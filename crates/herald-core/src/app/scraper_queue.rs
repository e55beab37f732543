//! ScraperQueue - 単一セッションへの要求を直列化する公開 API
//!
//! # 使用例
//! ```ignore
//! let queue = ScraperQueue::new(session);
//! queue.start().await?;
//! let messages = queue.fetch_recent_messages_by_name("@news".into()).await?;
//! queue.stop().await;
//! ```
//!
//! # 所有権
//! - 停止中: ConnectionManager は `idle` に置かれる
//! - 稼働中: worker タスクが所有し、終了時に JoinHandle 経由で返してくる
//!
//! プロセス起動時に 1 つ作り、`Arc` で各ハンドラへ渡す（グローバル状態にはしない）。

use std::sync::Arc;

use tokio::sync::{Mutex, watch};
use tokio::task::JoinHandle;
use tracing::{debug, error, info, warn};

use super::builder::ScraperQueueBuilder;
use super::connection::{ConnectOutcome, ConnectionManager};
use super::worker_loop::WorkerLoop;
use crate::domain::{ChannelMessages, ResolvedChannel};
use crate::error::HeraldError;
use crate::observability::{QueueStats, StatsRecorder};
use crate::ports::{Clock, PlatformSession};
use crate::queue::{self, PendingResult, Request, Response, Task, TaskQueue};

struct RunningWorker<S> {
    queue: TaskQueue,
    shutdown_tx: watch::Sender<bool>,
    join: JoinHandle<ConnectionManager<S>>,
}

struct QueueState<S> {
    idle: Option<ConnectionManager<S>>,
    running: Option<RunningWorker<S>>,
}

pub struct ScraperQueue<S> {
    state: Mutex<QueueState<S>>,
    clock: Arc<dyn Clock>,
    stats: Arc<StatsRecorder>,
}

impl<S: PlatformSession> ScraperQueue<S> {
    /// Queue with the default policy (10s connect timeout, 5s backoff) and the system clock.
    pub fn new(session: S) -> Self {
        ScraperQueueBuilder::new().build(session)
    }

    pub(crate) fn from_parts(conn: ConnectionManager<S>, clock: Arc<dyn Clock>) -> Self {
        Self {
            state: Mutex::new(QueueState {
                idle: Some(conn),
                running: None,
            }),
            clock,
            stats: Arc::new(StatsRecorder::default()),
        }
    }

    /// Connect and launch the worker. No-op when it is already running.
    ///
    /// A failed first connect is logged, not returned: the worker keeps retrying.
    pub async fn start(&self) -> Result<(), HeraldError> {
        let mut state = self.state.lock().await;
        self.start_locked(&mut state).await
    }

    async fn start_locked(&self, state: &mut QueueState<S>) -> Result<(), HeraldError> {
        if let Some(running) = &state.running {
            if !running.join.is_finished() {
                return Ok(());
            }
            // worker が勝手に終わっている（panic など）。回収してから起動し直す
            if let Some(running) = state.running.take() {
                match running.join.await {
                    Ok(conn) => state.idle = Some(conn),
                    Err(err) => error!(error = %err, "worker task ended unexpectedly"),
                }
            }
        }

        let Some(mut conn) = state.idle.take() else {
            return Err(HeraldError::Shutdown);
        };

        let initial_backoff = match conn.ensure_connected().await {
            ConnectOutcome::Ready => None,
            ConnectOutcome::Backoff { failure, delay } => {
                warn!(%failure, "initial connect failed, worker will keep retrying");
                Some(delay)
            }
        };
        self.stats.record_connect_attempts(conn.attempts());

        let (queue, receiver) = queue::channel();
        let (shutdown_tx, shutdown_rx) = watch::channel(false);
        let worker = WorkerLoop::new(
            conn,
            receiver,
            Arc::clone(&self.clock),
            Arc::clone(&self.stats),
            shutdown_rx,
        )
        .with_initial_backoff(initial_backoff);
        state.running = Some(RunningWorker {
            queue,
            shutdown_tx,
            join: tokio::spawn(worker.run()),
        });

        info!("scraper queue started");
        Ok(())
    }

    /// Stop the worker. No-op when it is not running.
    ///
    /// A task already executing finishes normally; tasks still queued are
    /// resolved with [`HeraldError::Shutdown`]. The session is disconnected.
    pub async fn stop(&self) {
        let mut state = self.state.lock().await;
        let Some(running) = state.running.take() else {
            return;
        };

        // ignore send error: the worker may already be gone
        let _ = running.shutdown_tx.send(true);
        drop(running.queue);

        match running.join.await {
            Ok(conn) => state.idle = Some(conn),
            Err(err) => error!(error = %err, "worker task ended unexpectedly"),
        }
        info!("scraper queue stopped");
    }

    pub async fn is_running(&self) -> bool {
        self.state
            .lock()
            .await
            .running
            .as_ref()
            .is_some_and(|running| !running.join.is_finished())
    }

    /// Enqueue a request and return its pending result right away.
    ///
    /// Starts the worker first if it is not running.
    pub async fn submit(&self, request: Request) -> PendingResult<Response> {
        let (task, pending) = Task::new(request);
        let mut state = self.state.lock().await;

        if let Err(err) = self.start_locked(&mut state).await {
            task.resolve(Err(err));
            self.stats.rejected(1);
            return pending;
        }

        self.stats.submitted();
        debug!(task_id = %task.id(), request = %task.request(), "task queued");
        match &state.running {
            Some(running) => {
                if running.queue.push(task).is_err() {
                    self.stats.rejected(1);
                }
            }
            None => {
                task.reject_shutdown();
                self.stats.rejected(1);
            }
        }
        pending
    }

    pub fn stats(&self) -> QueueStats {
        self.stats.snapshot()
    }

    pub async fn fetch_recent_messages_by_id(
        &self,
        channel_id: i64,
    ) -> Result<ChannelMessages, HeraldError> {
        self.submit(Request::FetchById { channel_id })
            .await
            .narrow(into_messages)
            .await
    }

    pub async fn fetch_recent_messages_by_name(
        &self,
        channel_name: String,
    ) -> Result<ChannelMessages, HeraldError> {
        self.submit(Request::FetchByName { channel_name })
            .await
            .narrow(into_messages)
            .await
    }

    pub async fn resolve_channel_id(&self, channel: String) -> Result<ResolvedChannel, HeraldError> {
        self.submit(Request::ResolveChannel { channel })
            .await
            .narrow(into_channel)
            .await
    }
}

fn into_messages(response: Response) -> Result<ChannelMessages, HeraldError> {
    match response {
        Response::Messages(messages) => Ok(messages),
        Response::Channel(_) => Err(HeraldError::UnexpectedResponse),
    }
}

fn into_channel(response: Response) -> Result<ResolvedChannel, HeraldError> {
    match response {
        Response::Channel(channel) => Ok(channel),
        Response::Messages(_) => Err(HeraldError::UnexpectedResponse),
    }
}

▶ Action item: Look through the data above and report every line in which "failure" appears.

▶ Output for this task:
            ConnectOutcome::Backoff { failure, delay } => {
                warn!(%failure, "initial connect failed, worker will keep retrying");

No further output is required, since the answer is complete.